This interior view from a GE Section bogie van intended for fruit and veg traffic shows the drop-down shelves and improved ventilation via the opening end three toplights: the clasp/hinge arrangement is clearly visible. It was unique to the non-gangwayed vans - bogie and 4w D.120 - supplied to the GE Section.

Unfortunately, none of the D.120 kits includes these opening toplights: they all have entirely sealed toplights! Which means that the sides actually portray the Doncaster-built D.170 et al series... amid so much confusion about the design and deployment of these vans all the kit makers and reviewers missed this: there's two big write-ups from yours truly to follow.

Alterations end 1940

From a pile of original documents "Alterations to Diagram Book of Standard Carriages" here is the one for the last quarter of 1940. The four parts should speak for themselves and I've put it up to show how three van diagrams were titled "Luggage brake van" for the bogie ones and "Luggage brake" for the 4w D.120. No sign of a pigeon van here!

J36 No 65294 stands at Kintore with a train for the Alford branch and a D.120 van never intended to carry pigeon traffic but to modernise older stock by replacement. Five were built for the Great North of Scotland Section to replace elderly pre-Grouping vans in general traffic, soon raised to ten by cascading from East Anglia.

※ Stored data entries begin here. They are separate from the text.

// SPDX-FileCopyrightText: 2026 Suptrack Contributors
// SPDX-License-Identifier: MIT OR Apache-2.0

//! Periodic background sweeps.
//!
//! Each sweep is a cancellable interval loop over one task-layer
//! function. All scheduling state is in the database, so a missed tick
//! (crash, redeploy) only delays work; nothing is lost and nothing runs
//! twice. Tick errors are logged and the loop keeps going.

pub mod shutdown;

use std::sync::Arc;
use std::time::Duration;

use chrono::Utc;
use suptrack_core::SuptrackError;
use suptrack_tasks::Services;
use tokio::task::JoinHandle;
use tokio_util::sync::CancellationToken;
use tracing::{debug, info, warn};

/// Seconds between silence-closure sweeps. Deadlines are minute-scale,
/// so half-minute polling keeps closures prompt without hammering the DB.
const SILENCE_TICK_SECS: u64 = 30;
/// Seconds between PENDIENTE_FLUJO send sweeps.
const PENDING_TICK_SECS: u64 = 60;
/// Seconds between reschedule-runner sweeps.
const RESCHEDULE_TICK_SECS: u64 = 60;
/// Seconds between CRM ingestion sweeps.
const INGEST_TICK_SECS: u64 = 300;

/// Spawn every background sweep. The returned handles finish when
/// `cancel` fires.
pub fn spawn_all(
    services: Arc<Services>,
    cancel: CancellationToken,
) -> Vec<JoinHandle<()>> {
    vec![
        spawn_silence_sweep(services.clone(), cancel.clone()),
        spawn_pending_sweep(services.clone(), cancel.clone()),
        spawn_reschedule_sweep(services.clone(), cancel.clone()),
        spawn_ingest_sweep(services, cancel),
    ]
}

fn spawn_silence_sweep(services: Arc<Services>, cancel: CancellationToken) -> JoinHandle<()> {
    spawn_loop("silence", SILENCE_TICK_SECS, cancel, move || {
        let services = services.clone();
        async move {
            let closed = suptrack_tasks::close_due_silences(&services, Utc::now()).await?;
            if closed > 0 {
                info!(closed, "silence sweep closed follow-ups");
            }
            Ok(())
        }
    })
}

fn spawn_pending_sweep(services: Arc<Services>, cancel: CancellationToken) -> JoinHandle<()> {
    spawn_loop("pending-flow", PENDING_TICK_SECS, cancel, move || {
        let services = services.clone();
        async move {
            let sent = suptrack_tasks::sweep_pending_flow(&services, Utc::now()).await?;
            if sent > 0 {
                info!(sent, "pending sweep dispatched initial templates");
            }
            Ok(())
        }
    })
}

fn spawn_reschedule_sweep(services: Arc<Services>, cancel: CancellationToken) -> JoinHandle<()> {
    spawn_loop("reschedule", RESCHEDULE_TICK_SECS, cancel, move || {
        let services = services.clone();
        async move {
            let executed =
                suptrack_tasks::run_pending_reschedules(&services, Utc::now()).await?;
            if executed > 0 {
                info!(executed, "reschedule sweep executed queued follow-ups");
            }
            Ok(())
        }
    })
}

fn spawn_ingest_sweep(services: Arc<Services>, cancel: CancellationToken) -> JoinHandle<()> {
    spawn_loop("ingest", INGEST_TICK_SECS, cancel, move || {
        let services = services.clone();
        async move {
            suptrack_tasks::ingest_today(&services).await?;
            Ok(())
        }
    })
}

/// Run `tick` every `period_secs` until cancellation. The first
/// immediate interval tick is skipped so startup does not stampede.
fn spawn_loop<F, Fut>(
    name: &'static str,
    period_secs: u64,
    cancel: CancellationToken,
    mut tick: F,
) -> JoinHandle<()>
where
    F: FnMut() -> Fut + Send + 'static,
    Fut: std::future::Future<Output = Result<(), SuptrackError>> + Send,
{
    tokio::spawn(async move {
        let mut interval = tokio::time::interval(Duration::from_secs(period_secs));
        interval.tick().await;
        debug!(sweep = name, period_secs, "sweep started");
        loop {
            tokio::select! {
                _ = interval.tick() => {
                    if let Err(e) = tick().await {
                        warn!(sweep = name, error = %e, "sweep tick failed");
                    }
                }
                _ = cancel.cancelled() => {
                    info!(sweep = name, "sweep shutting down");
                    break;
                }
            }
        }
    })
}
// SPDX-FileCopyrightText: 2026 Suptrack Contributors
// SPDX-License-Identifier: MIT OR Apache-2.0

//! Durable silence-check queue.
//!
//! Arming a check persists a row instead of relying on an in-process
//! timer, so pending deadlines survive restarts. Claiming marks the row
//! done before the closer runs; the closer's own status/deadline check
//! makes at-least-once delivery safe.

use chrono::{DateTime, Utc};
use rusqlite::params;
use suptrack_core::SuptrackError;

use crate::database::{decode_ts, encode_ts, Database};
use crate::models::SilenceCheck;

/// Arm a silence check for a follow-up at `due_at`. Returns the row id.
pub async fn arm(
    db: &Database,
    follow_up_id: i64,
    due_at: DateTime<Utc>,
) -> Result<i64, SuptrackError> {
    let due = encode_ts(due_at);
    db.connection()
        .call(move |conn| {
            conn.execute(
                "INSERT INTO silence_checks (follow_up_id, due_at) VALUES (?1, ?2)",
                params![follow_up_id, due],
            )?;
            Ok(conn.last_insert_rowid())
        })
        .await
        .map_err(crate::database::map_tr_err)
}

/// Claim all due pending checks, oldest first, bounded batch.
///
/// Each row is flipped pending -> done inside one transaction, so a
/// concurrent poller cannot claim the same row twice.
pub async fn claim_due(
    db: &Database,
    now: DateTime<Utc>,
    limit: usize,
) -> Result<Vec<SilenceCheck>, SuptrackError> {
    let ts = encode_ts(now);
    db.connection()
        .call(move |conn| {
            let tx = conn.transaction()?;
            let mut claimed = Vec::new();
            {
                let mut stmt = tx.prepare(
                    "SELECT id, follow_up_id, due_at, status, created_at
                     FROM silence_checks
                     WHERE status = 'pending' AND due_at <= ?1
                     ORDER BY due_at ASC LIMIT ?2",
                )?;
                let rows = stmt.query_map(params![ts, limit as i64], |row| {
                    let due_at: String = row.get(2)?;
                    let created_at: String = row.get(4)?;
                    Ok(SilenceCheck {
                        id: row.get(0)?,
                        follow_up_id: row.get(1)?,
                        due_at: decode_ts(2, due_at)?,
                        status: "done".to_string(),
                        created_at: decode_ts(4, created_at)?,
                    })
                })?;
                for row in rows {
                    claimed.push(row?);
                }
            }
            for check in &claimed {
                tx.execute(
                    "UPDATE silence_checks SET status = 'done' WHERE id = ?1",
                    params![check.id],
                )?;
            }
            tx.commit()?;
            Ok(claimed)
        })
        .await
        .map_err(crate::database::map_tr_err)
}
// SPDX-FileCopyrightText: 2026 Suptrack Contributors
// SPDX-License-Identifier: MIT OR Apache-2.0

//! HTTP client for the WhatsApp Cloud API.
//!
//! One client per line (customer support / supplier follow-up); each line
//! sends from its own phone number id with its own bearer token.

use std::time::Duration;

use reqwest::header::{HeaderMap, HeaderValue};
use serde_json::json;
use suptrack_core::{OutboundMessage, Phone, SuptrackError};
use tracing::{debug, warn};

use crate::template::normalize_params;

/// Base URL for the WhatsApp Cloud API.
const API_BASE_URL: &str = "https://graph.facebook.com/v18.0";

/// HTTP client for one WhatsApp Cloud API line.
#[derive(Debug, Clone)]
pub struct WhatsappClient {
    client: reqwest::Client,
    base_url: String,
    phone_number_id: String,
}

impl WhatsappClient {
    /// Creates a client for the line identified by `phone_number_id`.
    pub fn new(access_token: &str, phone_number_id: String) -> Result<Self, SuptrackError> {
        let mut headers = HeaderMap::new();
        let mut auth = HeaderValue::from_str(&format!("Bearer {access_token}"))
            .map_err(|e| SuptrackError::Config(format!("invalid access token: {e}")))?;
        auth.set_sensitive(true);
        headers.insert("authorization", auth);
        headers.insert("content-type", HeaderValue::from_static("application/json"));

        let client = reqwest::Client::builder()
            .default_headers(headers)
            .timeout(Duration::from_secs(10))
            .build()
            .map_err(|e| SuptrackError::Gateway {
                message: format!("failed to build HTTP client: {e}"),
                source: Some(Box::new(e)),
            })?;

        Ok(Self {
            client,
            base_url: API_BASE_URL.to_string(),
            phone_number_id,
        })
    }

    /// Overrides the base URL (for testing with wiremock).
    pub fn with_base_url(mut self, url: String) -> Self {
        self.base_url = url;
        self
    }

    /// Sends one message to `to`, blocking until the provider accepts it.
    ///
    /// Transport failures and non-2xx responses both surface as gateway
    /// errors; the caller decides whether the operation aborts or degrades.
    pub async fn send(&self, to: &Phone, message: &OutboundMessage) -> Result<(), SuptrackError> {
        let payload = build_payload(to, message);
        let url = format!("{}/{}/messages", self.base_url, self.phone_number_id);

        let response = self
            .client
            .post(&url)
            .json(&payload)
            .send()
            .await
            .map_err(|e| SuptrackError::Gateway {
                message: format!("HTTP request failed: {e}"),
                source: Some(Box::new(e)),
            })?;

        let status = response.status();
        if status.is_success() {
            debug!(to = %to, status = %status, "message accepted");
            return Ok(());
        }

        let body = response.text().await.unwrap_or_default();
        warn!(to = %to, status = %status, body = %body, "message rejected");
        Err(SuptrackError::Gateway {
            message: format!("provider returned {status}: {body}"),
            source: None,
        })
    }
}

fn build_payload(to: &Phone, message: &OutboundMessage) -> serde_json::Value {
    match message {
        OutboundMessage::Text { body } => json!({
            "messaging_product": "whatsapp",
            "to": to.as_str(),
            "type": "text",
            "text": { "body": body },
        }),
        OutboundMessage::Template {
            name,
            language,
            parameters,
        } => {
            let parameters: Vec<_> = normalize_params(name, parameters)
                .into_iter()
                .map(|text| json!({ "type": "text", "text": text }))
                .collect();
            json!({
                "messaging_product": "whatsapp",
                "to": to.as_str(),
                "type": "template",
                "template": {
                    "name": name,
                    "language": { "code": language },
                    "components": [{ "type": "body", "parameters": parameters }],
                },
            })
        }
        OutboundMessage::Buttons { body, buttons } => {
            let buttons: Vec<_> = buttons
                .iter()
                .map(|b| {
                    json!({
                        "type": "reply",
                        "reply": { "id": b.id, "title": b.title },
                    })
                })
                .collect();
            json!({
                "messaging_product": "whatsapp",
                "to": to.as_str(),
                "type": "interactive",
                "interactive": {
                    "type": "button",
                    "body": { "text": body },
                    "action": { "buttons": buttons },
                },
            })
        }
    }
}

Another example of modernisation of old stock vans was in the "Banbury Motor", the nickname for the local service between Woodford & Hinton (later Woodford Halse) and Banbury General. It became the practice to roster a van as a permanent part of the formation and when the D.120 series became available, the pre-Grouping ex-GCR van was eliminated. Next to it is an ex-GCR clerestory carriage. Alas, no more of the train is visible. Seen at Banbury in 1939 behind N1 No 4588.

Back to the pigeon traffic

This pair of Ogdens cigarette cards links to the Pathe-News clips. Sharp-eyed viewers will note that the vans in view are the standard ex-NER 6w passenger brake van and that shelves have been fitted. These cards were based on Patthe-News footage of another pigeon special. Ex-NER 6w vans fitted with shelves for the race special continued to be after WW2.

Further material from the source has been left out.